=== Instructions for the task ===
Please give the number of lines in the records below where the word "Booktitle" occurs, and nothing else.

=== Records for processing ===
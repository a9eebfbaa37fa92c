use std::path::{Path, PathBuf};

use anyhow::{bail, Context};
use clap::ValueEnum;
use dblpflat_core::{EntityKind, ExtractionRequest, Feature, PassSpec, RequestError};
use dblpflat_store::{CellMode, DEFAULT_BATCH_SIZE};
use serde::{Deserialize, Serialize};

pub const SOURCE_ENV: &str = "DBLP_SOURCE_PATH";
pub const SCHEMA_ENV: &str = "DBLP_SCHEMA_PATH";
pub const OUTPUT_ENV: &str = "DBLPFLAT_OUTPUT";

/// Output path meaning standard output (JSON lines only).
pub const STDOUT: &str = "-";

#[derive(Debug, Clone, Copy, PartialEq, Eq, Default, Serialize, Deserialize, ValueEnum)]
#[serde(rename_all = "lowercase")]
pub enum OutputFormat {
    #[default]
    Sqlite,
    Jsonl,
}

/// On-disk TOML configuration structure.
/// All fields are optional so partial configs work (merge with defaults).
#[derive(Debug, Clone, Default, PartialEq, Serialize, Deserialize)]
pub struct ConfigFile {
    pub source: Option<String>,
    pub schema: Option<String>,
    pub output: Option<String>,
    pub format: Option<OutputFormat>,
    pub cells: Option<CellMode>,
    pub batch_size: Option<usize>,
    pub max_elements: Option<u64>,
    #[serde(rename = "pass")]
    pub passes: Option<Vec<PassConfig>>,
}

/// One `[[pass]]` table.
#[derive(Debug, Clone, PartialEq, Serialize, Deserialize)]
pub struct PassConfig {
    pub table: String,
    pub entity_types: Vec<String>,
    pub features: Vec<String>,
    #[serde(default)]
    pub include_key: bool,
}

/// Platform config directory path: `<config_dir>/dblpflat/config.toml`.
pub fn config_path() -> Option<PathBuf> {
    dirs::config_dir().map(|d| d.join("dblpflat").join("config.toml"))
}

/// Load config by cascading CWD `.dblpflat.toml` over platform config.
/// CWD values override platform values.
pub fn load_config() -> ConfigFile {
    let platform = config_path().and_then(|p| load_from_path(&p));
    let cwd = load_from_path(Path::new(".dblpflat.toml"));

    match (platform, cwd) {
        (None, None) => ConfigFile::default(),
        (Some(p), None) => p,
        (None, Some(c)) => c,
        (Some(p), Some(c)) => merge(p, c),
    }
}

/// Load a config from a specific path. Returns `None` if the file doesn't
/// exist or can't be parsed.
pub fn load_from_path(path: &Path) -> Option<ConfigFile> {
    let content = std::fs::read_to_string(path).ok()?;
    match toml::from_str(&content) {
        Ok(config) => Some(config),
        Err(e) => {
            tracing::warn!(path = %path.display(), error = %e, "ignoring unparsable config file");
            None
        }
    }
}

/// Load a config file named on the command line. Unlike the cascaded
/// files, a missing or broken explicit config is an error.
pub fn read_config(path: &Path) -> anyhow::Result<ConfigFile> {
    let content = std::fs::read_to_string(path)
        .with_context(|| format!("cannot read config file {}", path.display()))?;
    toml::from_str(&content).with_context(|| format!("invalid config file {}", path.display()))
}

/// Merge two configs: `overlay` values take precedence over `base`.
pub fn merge(base: ConfigFile, overlay: ConfigFile) -> ConfigFile {
    ConfigFile {
        source: overlay.source.or(base.source),
        schema: overlay.schema.or(base.schema),
        output: overlay.output.or(base.output),
        format: overlay.format.or(base.format),
        cells: overlay.cells.or(base.cells),
        batch_size: overlay.batch_size.or(base.batch_size),
        max_elements: overlay.max_elements.or(base.max_elements),
        passes: overlay.passes.or(base.passes),
    }
}

/// Values given as command-line flags.
#[derive(Debug, Clone, Default)]
pub struct Overrides {
    pub source: Option<PathBuf>,
    pub schema: Option<PathBuf>,
    pub output: Option<PathBuf>,
    pub format: Option<OutputFormat>,
    pub cells: Option<String>,
    pub batch_size: Option<usize>,
    pub max_elements: Option<u64>,
}

/// Fully resolved settings for an `extract` run.
#[derive(Debug, Clone)]
pub struct Settings {
    pub source: PathBuf,
    pub schema: Option<PathBuf>,
    pub output: PathBuf,
    pub format: OutputFormat,
    pub cells: CellMode,
    pub batch_size: usize,
    pub passes: Vec<PassSpec>,
}

impl Settings {
    pub fn writes_to_stdout(&self) -> bool {
        self.format == OutputFormat::Jsonl && self.output.as_os_str() == STDOUT
    }
}

/// Resolve configuration: CLI flags > env vars > config file > defaults.
pub fn resolve(
    flags: Overrides,
    env: impl Fn(&str) -> Option<String>,
    file: ConfigFile,
) -> anyhow::Result<Settings> {
    let source = flags
        .source
        .or_else(|| env(SOURCE_ENV).map(PathBuf::from))
        .or_else(|| file.source.map(PathBuf::from));
    let Some(source) = source else {
        bail!("no source document: pass --source, set {SOURCE_ENV} or set `source` in the config file");
    };
    let schema = flags
        .schema
        .or_else(|| env(SCHEMA_ENV).map(PathBuf::from))
        .or_else(|| file.schema.map(PathBuf::from));
    let output = flags
        .output
        .or_else(|| env(OUTPUT_ENV).map(PathBuf::from))
        .or_else(|| file.output.map(PathBuf::from));
    let Some(output) = output else {
        bail!("no output: pass --output, set {OUTPUT_ENV} or set `output` in the config file");
    };

    let format = flags.format.or(file.format).unwrap_or_default();
    if format == OutputFormat::Sqlite && output.as_os_str() == STDOUT {
        bail!("SQLite output needs a file path, not standard output");
    }
    let cells = match flags.cells {
        Some(raw) => raw.parse()?,
        None => file.cells.unwrap_or_default(),
    };
    let batch_size = flags
        .batch_size
        .or(file.batch_size)
        .unwrap_or(DEFAULT_BATCH_SIZE);
    if batch_size == 0 {
        bail!("batch size must be at least 1");
    }
    let max_elements = flags.max_elements.or(file.max_elements);

    let passes = match file.passes {
        Some(passes) if !passes.is_empty() => passes
            .iter()
            .map(|p| pass_spec(p, max_elements))
            .collect::<anyhow::Result<Vec<_>>>()?,
        _ => default_passes(max_elements)?,
    };

    Ok(Settings {
        source,
        schema,
        output,
        format,
        cells,
        batch_size,
        passes,
    })
}

fn pass_spec(pass: &PassConfig, max_elements: Option<u64>) -> anyhow::Result<PassSpec> {
    let request = ExtractionRequest::from_names(&pass.entity_types, &pass.features)
        .with_context(|| format!("invalid pass `{}`", pass.table))?
        .with_key(pass.include_key)
        .with_max_elements(max_elements);
    Ok(PassSpec::new(pass.table.clone(), request))
}

/// `articles` and `books` with the classic column sets.
pub fn default_passes(max_elements: Option<u64>) -> Result<Vec<PassSpec>, RequestError> {
    use Feature::*;

    let articles = ExtractionRequest::new(
        [EntityKind::Article],
        vec![
            Title, Pages, Url, Author, Journal, Month, Volume, Publisher, Year, Booktitle,
            Crossref, Editor, Cite, Number, Note, Ee, Cdrom,
        ],
    )?
    .with_key(true)
    .with_max_elements(max_elements);
    let books = ExtractionRequest::new(
        [EntityKind::Book],
        vec![Title, Pages, Url, Volume, Publisher, Year, Booktitle, Series, Editor, Ee],
    )?
    .with_max_elements(max_elements);

    Ok(vec![
        PassSpec::new("articles", articles),
        PassSpec::new("books", books),
    ])
}

#[cfg(test)]
mod tests {
    use super::*;
    use std::collections::HashMap;

    fn env_from(pairs: &[(&str, &str)]) -> impl Fn(&str) -> Option<String> {
        let map: HashMap<String, String> = pairs
            .iter()
            .map(|(k, v)| (k.to_string(), v.to_string()))
            .collect();
        move |key: &str| map.get(key).cloned()
    }

    fn no_env() -> impl Fn(&str) -> Option<String> {
        env_from(&[])
    }

    #[test]
    fn parses_full_config() {
        let toml_str = r#"
source = "/data/dblp.xml.gz"
output = "out.jsonl"
format = "jsonl"
cells = "json"
batch_size = 100

[[pass]]
table = "theses"
entity_types = ["phdthesis", "mastersthesis"]
features = ["title", "school", "year"]
include_key = true
"#;
        let parsed: ConfigFile = toml::from_str(toml_str).unwrap();
        assert_eq!(parsed.format, Some(OutputFormat::Jsonl));
        assert_eq!(parsed.cells, Some(CellMode::Json));
        let passes = parsed.passes.as_ref().unwrap();
        assert_eq!(passes.len(), 1);
        assert!(passes[0].include_key);

        let settings = resolve(Overrides::default(), no_env(), parsed).unwrap();
        assert_eq!(settings.batch_size, 100);
        assert_eq!(settings.passes.len(), 1);
        assert_eq!(settings.passes[0].table, "theses");
        let names: Vec<_> = settings.passes[0]
            .request
            .columns()
            .iter()
            .map(|c| c.name())
            .collect();
        assert_eq!(names, vec!["key", "title", "school", "year"]);
    }

    #[test]
    fn merge_overlay_wins() {
        let base = ConfigFile {
            source: Some("/base.xml".into()),
            batch_size: Some(10),
            ..Default::default()
        };
        let overlay = ConfigFile {
            source: Some("/overlay.xml".into()),
            ..Default::default()
        };
        let merged = merge(base, overlay);
        assert_eq!(merged.source.as_deref(), Some("/overlay.xml"));
        assert_eq!(merged.batch_size, Some(10));
    }

    #[test]
    fn flags_beat_env_beat_file() {
        let file = ConfigFile {
            source: Some("/file.xml".into()),
            output: Some("/file.sqlite".into()),
            ..Default::default()
        };
        let env = env_from(&[(SOURCE_ENV, "/env.xml")]);

        let settings = resolve(Overrides::default(), &env, file.clone()).unwrap();
        assert_eq!(settings.source, PathBuf::from("/env.xml"));
        assert_eq!(settings.output, PathBuf::from("/file.sqlite"));

        let flags = Overrides {
            source: Some("/flag.xml".into()),
            ..Default::default()
        };
        let settings = resolve(flags, &env, file).unwrap();
        assert_eq!(settings.source, PathBuf::from("/flag.xml"));
    }

    #[test]
    fn defaults_apply() {
        let flags = Overrides {
            source: Some("dblp.xml".into()),
            output: Some("dblp.sqlite".into()),
            max_elements: Some(18),
            ..Default::default()
        };
        let settings = resolve(flags, no_env(), ConfigFile::default()).unwrap();
        assert_eq!(settings.format, OutputFormat::Sqlite);
        assert_eq!(settings.cells, CellMode::First);
        assert_eq!(settings.batch_size, DEFAULT_BATCH_SIZE);
        assert_eq!(settings.schema, None);

        let tables: Vec<_> = settings.passes.iter().map(|p| p.table.as_str()).collect();
        assert_eq!(tables, vec!["articles", "books"]);
        assert!(settings.passes[0].request.include_key());
        assert!(!settings.passes[1].request.include_key());
        assert_eq!(settings.passes[0].request.features().len(), 17);
        assert_eq!(settings.passes[1].request.features().len(), 10);
        assert!(settings.passes.iter().all(|p| p.request.max_elements() == Some(18)));
    }

    #[test]
    fn missing_source_or_output_is_an_error() {
        let err = resolve(Overrides::default(), no_env(), ConfigFile::default()).unwrap_err();
        assert!(err.to_string().contains(SOURCE_ENV));

        let flags = Overrides {
            source: Some("dblp.xml".into()),
            ..Default::default()
        };
        let err = resolve(flags, no_env(), ConfigFile::default()).unwrap_err();
        assert!(err.to_string().contains(OUTPUT_ENV));
    }

    #[test]
    fn invalid_values_rejected() {
        let base = Overrides {
            source: Some("dblp.xml".into()),
            output: Some("-".into()),
            ..Default::default()
        };
        assert!(resolve(base.clone(), no_env(), ConfigFile::default()).is_err());

        let jsonl = Overrides {
            format: Some(OutputFormat::Jsonl),
            ..base.clone()
        };
        assert!(resolve(jsonl.clone(), no_env(), ConfigFile::default())
            .unwrap()
            .writes_to_stdout());

        let bad_cells = Overrides {
            cells: Some("csv".into()),
            ..jsonl.clone()
        };
        assert!(resolve(bad_cells, no_env(), ConfigFile::default()).is_err());

        let zero_batch = Overrides {
            batch_size: Some(0),
            ..jsonl
        };
        assert!(resolve(zero_batch, no_env(), ConfigFile::default()).is_err());
    }

    #[test]
    fn unknown_feature_in_pass_rejected() {
        let file = ConfigFile {
            source: Some("dblp.xml".into()),
            output: Some("out.sqlite".into()),
            passes: Some(vec![PassConfig {
                table: "t".into(),
                entity_types: vec!["article".into()],
                features: vec!["abstract".into()],
                include_key: false,
            }]),
            ..Default::default()
        };
        let err = resolve(Overrides::default(), no_env(), file).unwrap_err();
        assert!(format!("{err:#}").contains("abstract"));
    }
}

=== Completed exercise ===
2